Material for this task:
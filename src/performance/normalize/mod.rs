//! Pure mapping layer between raw store rows and canonical score records.
//!
//! All field-name resolution, numeric coercion, and data-integrity guards
//! live here so the adapters never probe row fields ad hoc. Missing, null,
//! or non-numeric values coerce to `0.0`; a canonical record can never
//! carry a non-finite number.

pub(crate) mod fields;

use chrono::{DateTime, FixedOffset, NaiveDate};
use serde_json::{Map, Value};

use super::domain::{CanonicalScoreRecord, ScoreCategory, SourceKind, UserId};
use super::sources::SourceRow;
use crate::config::EngineConfig;
use fields::FieldNames;

/// Raised when a row cannot be resolved into a valid canonical record.
/// The offending record is dropped and surfaced as a warning, never
/// silently clamped into the totals.
#[derive(Debug, Clone, PartialEq, thiserror::Error)]
pub enum NormalizationError {
    #[error("{kind} record {source_id}: no usable user reference")]
    MissingUser { kind: SourceKind, source_id: String },
    #[error("{kind} record {source_id}: no usable evaluation date")]
    MissingDate { kind: SourceKind, source_id: String },
    #[error("{kind} record {source_id}: unknown category tag '{raw}'")]
    UnknownCategory {
        kind: SourceKind,
        source_id: String,
        raw: String,
    },
    #[error("{kind} record {source_id}: points {points} exceed maximum {max_points}")]
    PointsExceedMax {
        kind: SourceKind,
        source_id: String,
        points: f64,
        max_points: f64,
    },
    #[error("{kind} record {source_id}: negative points {points} not allowed for {category}")]
    NegativePoints {
        kind: SourceKind,
        source_id: String,
        category: ScoreCategory,
        points: f64,
    },
}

Goal of the exercise:
Find the word "usable" in the listing above, then copy each line where it turns up.

Response area:
    #[error("{kind} record {source_id}: no usable user reference")]
    #[error("{kind} record {source_id}: no usable evaluation date")]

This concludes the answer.